- _RECORDS SUPPLIED_
use thiserror::Error;

#[derive(Debug, Error, PartialEq)]
pub enum ConfigError {
    #[error("latitude {0} is outside [-90, 90]")]
    Latitude(f64),
    #[error("longitude {0} is outside [-180, 180]")]
    Longitude(f64),
    #[error("height {0} is not finite")]
    Height(f64),
    #[error("marker radius must be positive and finite, got {0}")]
    Radius(f64),
    #[error("unknown variant `{0}`")]
    UnknownVariant(String),
}

/// Failure reported by an AR backend while building the scene.
#[derive(Debug, Error, PartialEq)]
pub enum SceneError {
    #[error("anchor `{0}` could not be mapped to a scene node")]
    AnchorUnmapped(String),
    #[error("marker could not be created: {0}")]
    Marker(String),
    #[error("attach failed: {0}")]
    Attach(String),
}

#[derive(Debug, Error, PartialEq)]
pub enum SessionError {
    #[error("invalid configuration: {0}")]
    Config(#[from] ConfigError),
    #[error("scene setup failed: {0}")]
    Scene(#[from] SceneError),
}
//! Bindings to the Argon immersive context and the three.js bootstrap, and the
//! [`ArBackend`] implementation built on them.

use crate::payload::cartographic_from_entries;
use geo_core::{ArBackend, GeoAnchor, GeoReading, Marker, SceneError};
use glam::DVec3;
use wasm_bindgen::prelude::*;
use wasm_bindgen::JsCast;

#[wasm_bindgen]
extern "C" {
    /// Threestrap instance created with Argon options.
    #[derive(Clone)]
    pub type Three;

    #[wasm_bindgen(js_namespace = ["THREE", "Bootstrap"], js_name = createArgonOptions)]
    fn create_argon_options(context: &JsValue) -> JsValue;

    #[wasm_bindgen(js_namespace = THREE, js_name = Bootstrap, catch)]
    fn bootstrap(options: &JsValue) -> Result<Three, JsValue>;

    #[wasm_bindgen(method)]
    pub fn on(this: &Three, event: &str, handler: &js_sys::Function);

    #[wasm_bindgen(method, getter)]
    fn argon(this: &Three) -> ThreeArgon;

    #[wasm_bindgen(method, getter)]
    fn camera(this: &Three) -> Object3D;

    /// The `three.argon` helper that links Cesium entities to Object3Ds.
    type ThreeArgon;

    #[wasm_bindgen(method, catch, js_name = objectFromEntity)]
    fn object_from_entity(this: &ThreeArgon, entity: &Entity) -> Result<JsValue, JsValue>;

    #[wasm_bindgen(method, js_name = getCartographicDegreesFromEntity)]
    fn cartographic_degrees_from_entity(this: &ThreeArgon, entity: &Entity) -> JsValue;
}

#[wasm_bindgen(js_namespace = THREE)]
extern "C" {
    #[derive(Clone)]
    pub type Object3D;

    #[wasm_bindgen(method, catch)]
    fn add(this: &Object3D, child: &Object3D) -> Result<(), JsValue>;

    #[wasm_bindgen(method, js_name = getWorldPosition)]
    fn get_world_position(this: &Object3D, target: &Vector3) -> Vector3;

    type Vector3;

    #[wasm_bindgen(constructor)]
    fn new() -> Vector3;

    #[wasm_bindgen(method, getter)]
    fn x(this: &Vector3) -> f64;
    #[wasm_bindgen(method, getter)]
    fn y(this: &Vector3) -> f64;
    #[wasm_bindgen(method, getter)]
    fn z(this: &Vector3) -> f64;

    type SphereGeometry;

    #[wasm_bindgen(constructor)]
    fn new(radius: f64, width_segments: u32, height_segments: u32) -> SphereGeometry;

    type MeshBasicMaterial;

    #[wasm_bindgen(constructor)]
    fn new(parameters: &JsValue) -> MeshBasicMaterial;

    #[wasm_bindgen(extends = Object3D)]
    #[derive(Clone)]
    pub type Mesh;

    #[wasm_bindgen(constructor, catch)]
    fn new(geometry: &SphereGeometry, material: &MeshBasicMaterial) -> Result<Mesh, JsValue>;
}

#[wasm_bindgen(js_namespace = ["Argon", "Cesium"])]
extern "C" {
    #[derive(Clone)]
    pub type Entity;

    #[wasm_bindgen(constructor)]
    fn new(options: &JsValue) -> Entity;
}

#[wasm_bindgen(js_namespace = ["Argon", "Cesium", "Cartesian3"])]
extern "C" {
    #[wasm_bindgen(js_name = fromDegrees)]
    fn cartesian3_from_degrees(longitude: f64, latitude: f64, height: f64) -> JsValue;
}

fn js_err(e: JsValue) -> String {
    e.as_string().unwrap_or_else(|| format!("{:?}", e))
}

/// Property lookup treating `undefined`/`null` as absent.
pub fn get(target: &JsValue, key: &str) -> Option<JsValue> {
    js_sys::Reflect::get(target, &JsValue::from_str(key))
        .ok()
        .filter(|v| !v.is_undefined() && !v.is_null())
}

/// Entries of a JS array as numbers (`None` for non-numbers); `None` when the
/// value is not an array at all.
pub fn number_entries(value: &JsValue) -> Option<Vec<Option<f64>>> {
    if !js_sys::Array::is_array(value) {
        return None;
    }
    Some(js_sys::Array::from(value).iter().map(|v| v.as_f64()).collect())
}

/// `Argon.immersiveContext` from the page globals.
fn immersive_context() -> anyhow::Result<JsValue> {
    let argon =
        get(&js_sys::global(), "Argon").ok_or_else(|| anyhow::anyhow!("Argon not loaded"))?;
    get(&argon, "immersiveContext")
        .ok_or_else(|| anyhow::anyhow!("no Argon.immersiveContext"))
}

/// Scene node the Argon helper keeps aligned with a Cesium entity.
pub struct AnchorNode {
    entity: Entity,
    object: Object3D,
}

pub struct ArgonBackend {
    three: Three,
}

impl ArgonBackend {
    /// Bootstraps three.js against the immersive context.
    pub fn bootstrap() -> anyhow::Result<Self> {
        let context = immersive_context()?;
        let options = create_argon_options(&context);
        let three = bootstrap(&options).map_err(|e| anyhow::anyhow!(js_err(e)))?;
        log::info!("[argon] three.js bootstrapped");
        Ok(Self { three })
    }

    pub fn three(&self) -> &Three {
        &self.three
    }
}

fn world_position(object: &Object3D) -> DVec3 {
    let p = object.get_world_position(&Vector3::new());
    DVec3::new(p.x(), p.y(), p.z())
}

impl ArBackend for ArgonBackend {
    type Node = AnchorNode;
    type Object = Mesh;

    fn object_from_anchor(&mut self, anchor: &GeoAnchor) -> Result<AnchorNode, SceneError> {
        let p = anchor.position();
        let options = js_sys::Object::new();
        let set = |key: &str, value: &JsValue| {
            js_sys::Reflect::set(&options, &JsValue::from_str(key), value)
                .map(|_| ())
                .map_err(|e| SceneError::AnchorUnmapped(format!("{}: {}", anchor.name(), js_err(e))))
        };
        set("name", &JsValue::from_str(anchor.name()))?;
        set(
            "position",
            &cartesian3_from_degrees(p.longitude, p.latitude, p.height),
        )?;
        let entity = Entity::new(&options);

        let object = self
            .three
            .argon()
            .object_from_entity(&entity)
            .map_err(|e| SceneError::AnchorUnmapped(format!("{}: {}", anchor.name(), js_err(e))))?;
        if object.is_undefined() || object.is_null() {
            return Err(SceneError::AnchorUnmapped(anchor.name().to_string()));
        }
        Ok(AnchorNode {
            entity,
            object: object.unchecked_into(),
        })
    }

    fn create_marker(&mut self, marker: &Marker) -> Result<Mesh, SceneError> {
        let geometry =
            SphereGeometry::new(marker.radius, marker.width_segments, marker.height_segments);
        let params = js_sys::Object::new();
        js_sys::Reflect::set(
            &params,
            &JsValue::from_str("color"),
            &JsValue::from_f64(marker.color as f64),
        )
        .map_err(|e| SceneError::Marker(js_err(e)))?;
        let material = MeshBasicMaterial::new(&params);
        Mesh::new(&geometry, &material).map_err(|e| SceneError::Marker(js_err(e)))
    }

    fn attach(&mut self, parent: &AnchorNode, child: &Mesh) -> Result<(), SceneError> {
        parent
            .object
            .add(child)
            .map_err(|e| SceneError::Attach(js_err(e)))
    }

    fn cartographic_degrees(&self, _anchor: &GeoAnchor, node: &AnchorNode) -> GeoReading {
        let value = self
            .three
            .argon()
            .cartographic_degrees_from_entity(&node.entity);
        number_entries(&value)
            .and_then(|entries| cartographic_from_entries(&entries))
            .into()
    }

    fn camera_world_position(&self) -> DVec3 {
        world_position(&self.three.camera())
    }

    fn world_position(&self, object: &Mesh) -> DVec3 {
        world_position(object)
    }
}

- _EXERCISE PROMPT_
Using the entries above, repeat only the lines from the one containing "fn object_from_anchor(&mut self, anchor: &GeoAnchor)" through the one containing "number_entries(&value)", end lines included.

- _ANSWER TO THE PROBLEM_
    fn object_from_anchor(&mut self, anchor: &GeoAnchor) -> Result<AnchorNode, SceneError> {
        let p = anchor.position();
        let options = js_sys::Object::new();
        let set = |key: &str, value: &JsValue| {
            js_sys::Reflect::set(&options, &JsValue::from_str(key), value)
                .map(|_| ())
                .map_err(|e| SceneError::AnchorUnmapped(format!("{}: {}", anchor.name(), js_err(e))))
        };
        set("name", &JsValue::from_str(anchor.name()))?;
        set(
            "position",
            &cartesian3_from_degrees(p.longitude, p.latitude, p.height),
        )?;
        let entity = Entity::new(&options);

        let object = self
            .three
            .argon()
            .object_from_entity(&entity)
            .map_err(|e| SceneError::AnchorUnmapped(format!("{}: {}", anchor.name(), js_err(e))))?;
        if object.is_undefined() || object.is_null() {
            return Err(SceneError::AnchorUnmapped(anchor.name().to_string()));
        }
        Ok(AnchorNode {
            entity,
            object: object.unchecked_into(),
        })
    }

    fn create_marker(&mut self, marker: &Marker) -> Result<Mesh, SceneError> {
        let geometry =
            SphereGeometry::new(marker.radius, marker.width_segments, marker.height_segments);
        let params = js_sys::Object::new();
        js_sys::Reflect::set(
            &params,
            &JsValue::from_str("color"),
            &JsValue::from_f64(marker.color as f64),
        )
        .map_err(|e| SceneError::Marker(js_err(e)))?;
        let material = MeshBasicMaterial::new(&params);
        Mesh::new(&geometry, &material).map_err(|e| SceneError::Marker(js_err(e)))
    }

    fn attach(&mut self, parent: &AnchorNode, child: &Mesh) -> Result<(), SceneError> {
        parent
            .object
            .add(child)
            .map_err(|e| SceneError::Attach(js_err(e)))
    }

    fn cartographic_degrees(&self, _anchor: &GeoAnchor, node: &AnchorNode) -> GeoReading {
        let value = self
            .three
            .argon()
            .cartographic_degrees_from_entity(&node.entity);
        number_entries(&value)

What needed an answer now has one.